Proverbios

Proverbios

CONTEXTO DE PROVERBIOS

Proverbios es el vigésimo libro de la Biblia y pertenece a la sección poética y sapiencial del Antiguo Testamento. Su nombre procede del hebreo mishlé, que designa dichos breves, comparaciones y sentencias destinadas a instruir en el arte de vivir con sabiduría.

El libro abarca un arco temporal que se extiende principalmente durante la monarquía, con un núcleo atribuido a Salomón, secciones añadidas por los «varones de Ezequías» y colecciones finales de Agur y Lemuel. Los escenarios son cotidianos: la casa, la puerta de la ciudad, el mercado, el campo, el tribunal, mostrando cómo la sabiduría divina se encarna en las decisiones ordinarias de la vida.

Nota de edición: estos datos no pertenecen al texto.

use super::FamilyAdapter;
use crate::config::ProviderType;

/// Chainstack carries its key inside the URL path (already substituted by
/// the registry); no header is needed.
pub struct ChainstackAdapter;

impl FamilyAdapter for ChainstackAdapter {
    fn provider_type(&self) -> ProviderType {
        ProviderType::Chainstack
    }
}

En un contexto donde florecía la literatura sapiencial en Egipto y Mesopotamia, Proverbios presenta una sabiduría que nace del temor de Jehová, preparando el escenario que continuarán Eclesiastés y Cantares.

ESTILO DE PROVERBIOS

Proverbios combina varios géneros literarios con densidad didáctica. Alterna discursos prolongados de un padre a su hijo con sentencias breves, acrósticos y comparaciones numéricas, usando el contraste entre la sabiduría y la necedad como hilo conductor.

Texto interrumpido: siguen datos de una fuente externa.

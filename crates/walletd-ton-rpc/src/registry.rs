//! Provider registry: a stateless view over config resolved
//! against environment secrets. Owns no locks of its own beyond the
//! whole-map swap needed for `updateConfig` reloads.

use std::collections::HashMap;
use std::sync::Arc;

use serde::Serialize;

use crate::config::{ApiVersion, ConfigDocument, ConfigError, Network, ProviderConfig, ProviderType};
use crate::logging::RpcLogger;

/// Runtime view of a provider, derived from [`ProviderConfig`] plus the
/// environment. Treated as immutable after construction — reload
/// replaces the whole map rather than mutating individual entries.
#[derive(Debug, Clone, Serialize)]
pub struct ResolvedProvider {
    pub id: String,
    pub display_name: String,
    pub provider_type: ProviderType,
    pub network: Network,
    pub endpoints: HashMap<ApiVersion, String>,
    pub api_key: Option<String>,
    pub rps: u32,
    pub priority: u32,
    pub enabled: bool,
    pub is_dynamic: bool,
    pub browser_compatible: bool,
}

impl ResolvedProvider {
    /// Whether any of v2/v3/v4 is free of an unresolved `{key}` token, or
    /// this provider resolves its endpoint dynamically. A provider that
    /// fails this still exists in the registry — a missing env
    /// value is a warn-and-leave-placeholder condition that only fails
    /// validation later, at probe time.
    pub fn has_usable_static_endpoint(&self) -> bool {
        self.is_dynamic
            || self
                .endpoints
                .values()
                .any(|url| !url.contains("{key}"))
    }

    pub fn endpoint(&self, version: ApiVersion) -> Option<&str> {
        self.endpoints.get(&version).map(String::as_str)
    }
}

fn resolve_one(config: &ProviderConfig, logger: &dyn RpcLogger) -> ResolvedProvider {
    let key_value = config
        .key_env_name
        .as_ref()
        .and_then(|name| std::env::var(name).ok());

    if config.key_env_name.is_some() && key_value.is_none() {
        logger.warn(&format!(
            "provider '{}': env var '{}' is not set, endpoint templates still contain {{key}}",
            config.id,
            config.key_env_name.as_deref().unwrap_or("")
        ));
    }

    let endpoints = config
        .endpoints
        .iter()
        .map(|(version, template)| {
            let resolved = match &key_value {
                Some(value) => template.replace("{key}", value),
                None => template.clone(),
            };
            (*version, resolved)
        })
        .collect();

    let api_key = config
        .api_key_env_name
        .as_ref()
        .and_then(|name| std::env::var(name).ok());

    if config.api_key_env_name.is_some() && api_key.is_none() {
        logger.warn(&format!(
            "provider '{}': api key env var '{}' is not set",
            config.id,
            config.api_key_env_name.as_deref().unwrap_or("")
        ));
    }

    ResolvedProvider {
        id: config.id.clone(),
        display_name: config.display_name.clone(),
        provider_type: config.provider_type,
        network: config.network,
        endpoints,
        api_key,
        rps: config.rps,
        priority: config.priority,
        enabled: config.enabled,
        is_dynamic: config.is_dynamic,
        browser_compatible: config.browser_compatible,
    }
}

/// Registry of resolved providers. Reload swaps the whole internal map at
/// once: readers holding a previous `Arc` snapshot keep seeing a
/// consistent view even while a reload is in progress.
pub struct ProviderRegistry {
    providers: tokio::sync::RwLock<Arc<HashMap<String, ResolvedProvider>>>,
}

impl ProviderRegistry {
    pub fn new(document: &ConfigDocument, logger: &dyn RpcLogger) -> Self {
        let resolved = Self::resolve_all(document, logger);
        ProviderRegistry {
            providers: tokio::sync::RwLock::new(Arc::new(resolved)),
        }
    }

    fn resolve_all(
        document: &ConfigDocument,
        logger: &dyn RpcLogger,
    ) -> HashMap<String, ResolvedProvider> {
        document
            .providers
            .iter()
            .map(|(id, config)| (id.clone(), resolve_one(config, logger)))
            .collect()
    }

    /// Atomically replace the registry's contents with a freshly resolved
    /// config document.
    pub async fn reload(&self, document: &ConfigDocument, logger: &dyn RpcLogger) {
        let resolved = Self::resolve_all(document, logger);
        let mut guard = self.providers.write().await;
        *guard = Arc::new(resolved);
    }

    /// Snapshot of the current provider map; cheap to clone (`Arc`).
    pub async fn snapshot(&self) -> Arc<HashMap<String, ResolvedProvider>> {
        self.providers.read().await.clone()
    }

    pub async fn get(&self, id: &str) -> Option<ResolvedProvider> {
        self.providers.read().await.get(id).cloned()
    }

    pub async fn for_network(&self, network: Network) -> Vec<ResolvedProvider> {
        self.providers
            .read()
            .await
            .values()
            .filter(|p| p.network == network && p.enabled)
            .cloned()
            .collect()
    }

    /// Opt-in check an embedder can run after `reload` (e.g. on a deploy
    /// health check) to catch env vars that were never set, rather than
    /// waiting to discover it from failed probes. Not run automatically by
    /// `Manager::init`/`update_config` — a missing env value is a valid,
    /// non-fatal state for providers that are disabled or not yet in use.
    pub async fn validate_resolved(&self) -> Result<(), ConfigError> {
        for provider in self.providers.read().await.values() {
            if provider.is_dynamic {
                continue;
            }
            for (version, endpoint) in &provider.endpoints {
                if endpoint.contains("{key}") {
                    return Err(ConfigError::UnresolvedPlaceholder {
                        provider: provider.id.clone(),
                        version: format!("{version:?}"),
                    });
                }
            }
        }
        Ok(())
    }
}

Su lenguaje es concentrado y profundamente práctico. Sentencias sobre la lengua, el trabajo, la amistad, el matrimonio, el dinero o el orgullo se graban en la memoria por su fuerza moral. Las figuras de la Sabiduría personificada y de la mujer virtuosa del capítulo final aparecen con trazo firme, mostrando a un Dios ordenador cuyas leyes morales sostienen todo el tejido de la vida humana.

PROPÓSITOS DE PROVERBIOS

El propósito fundamental de Proverbios es revelar que toda verdadera sabiduría comienza con el temor de Jehová y conduce a una vida justa, prudente y fructífera. El libro muestra que la fe y la razón, la piedad y el sentido común, se integran en un único camino de bienestar bajo Dios.

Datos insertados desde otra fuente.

/// Parse the response body: try `{ok, result, error}`,
/// then `{result}`, then a direct `{last: {seqno}}` body, then `{error}`.
fn parse_envelope(body: &serde_json::Value) -> Envelope {
    if let Some(ok) = body.get("ok").and_then(|v| v.as_bool()) {
        if ok {
            if let Some(result) = body.get("result") {
                return match extract_seqno(result) {
                    Some(seqno) => Envelope::Success { seqno },
                    None => Envelope::Failure {
                        message: "invalid seqno".to_string(),
                    },
                };
            }
            return Envelope::Failure {
                message: "unknown envelope".to_string(),
            };
        }
        let message = body
            .get("error")
            .and_then(|v| v.as_str())
            .unwrap_or("unknown error")
            .to_string();
        return Envelope::Failure { message };
    }

    if let Some(result) = body.get("result") {
        return match extract_seqno(result) {
            Some(seqno) => Envelope::Success { seqno },
            None => Envelope::Failure {
                message: "invalid seqno".to_string(),
            },
        };
    }

    if let Some(seqno) = extract_seqno(body) {
        return Envelope::Success { seqno };
    }

    if let Some(err) = body.get("error") {
        let message = err
            .as_str()
            .map(str::to_string)
            .unwrap_or_else(|| err.to_string());
        return Envelope::Failure { message };
    }

    Envelope::Failure {
        message: "unknown envelope".to_string(),
    }
}

fn extract_seqno(value: &serde_json::Value) -> Option<i64> {
    value
        .get("last")
        .and_then(|last| last.get("seqno"))
        .and_then(|seqno| seqno.as_i64())
        .filter(|seqno| *seqno > 0)
}

const CORS_SUBSTRINGS: &[&str] = &[
    "cors",
    "access-control",
    "x-ton-client-version",
    "blocked by cors policy",
    "not allowed by access-control-allow-headers",
];

fn mentions_cors(message: &str) -> bool {
    let lower = message.to_ascii_lowercase();
    CORS_SUBSTRINGS.iter().any(|needle| lower.contains(needle))
}

type Key = (String, Network);

/// Owns the observed health of every (provider, network) pair plus the
/// network-wide highest seqno. Locks are never held across network I/O.
pub struct HealthChecker {
    config: HealthCheckerConfig,
    results: RwLock<HashMap<Key, HealthResult>>,
    highest_seqno: Mutex<HashMap<Network, i64>>,
    logger: Arc<dyn RpcLogger>,
}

Proverbios ofrece además una formación integral para el joven, el padre de familia, el gobernante y el creyente, cubriendo ámbitos como la palabra, la amistad, el trabajo, la sexualidad y la administración. Presenta a Dios como Creador sabio y observador justo, y al ser humano como aprendiz llamado a escuchar, discernir y actuar con rectitud.

El libro prepara el terreno para la sabiduría encarnada en Cristo, en quien se cumplen las promesas hechas a los que buscan la instrucción divina.

AUTOR DE PROVERBIOS

La tradición bíblica atribuye la mayor parte de Proverbios al rey Salomón, hijo de David, a quien se presenta como el sabio por excelencia. El propio libro reconoce también aportaciones de otros sabios, de Agur hijo de Jaqué y del rey Lemuel, que recogen enseñanzas recibidas de su madre.

Salomón recibió de Dios un corazón sabio y entendido, y pronunció tres mil proverbios según consta en 1 Reyes, de los cuales una selección fue preservada en este libro. Escribas en tiempos de Ezequías, hacia el siglo VIII a. C., recopilaron y ordenaron colecciones adicionales. Proverbios refleja así la voz de siervos de Dios que transmiten, de una generación a otra, el arte piadoso y práctico de vivir bien.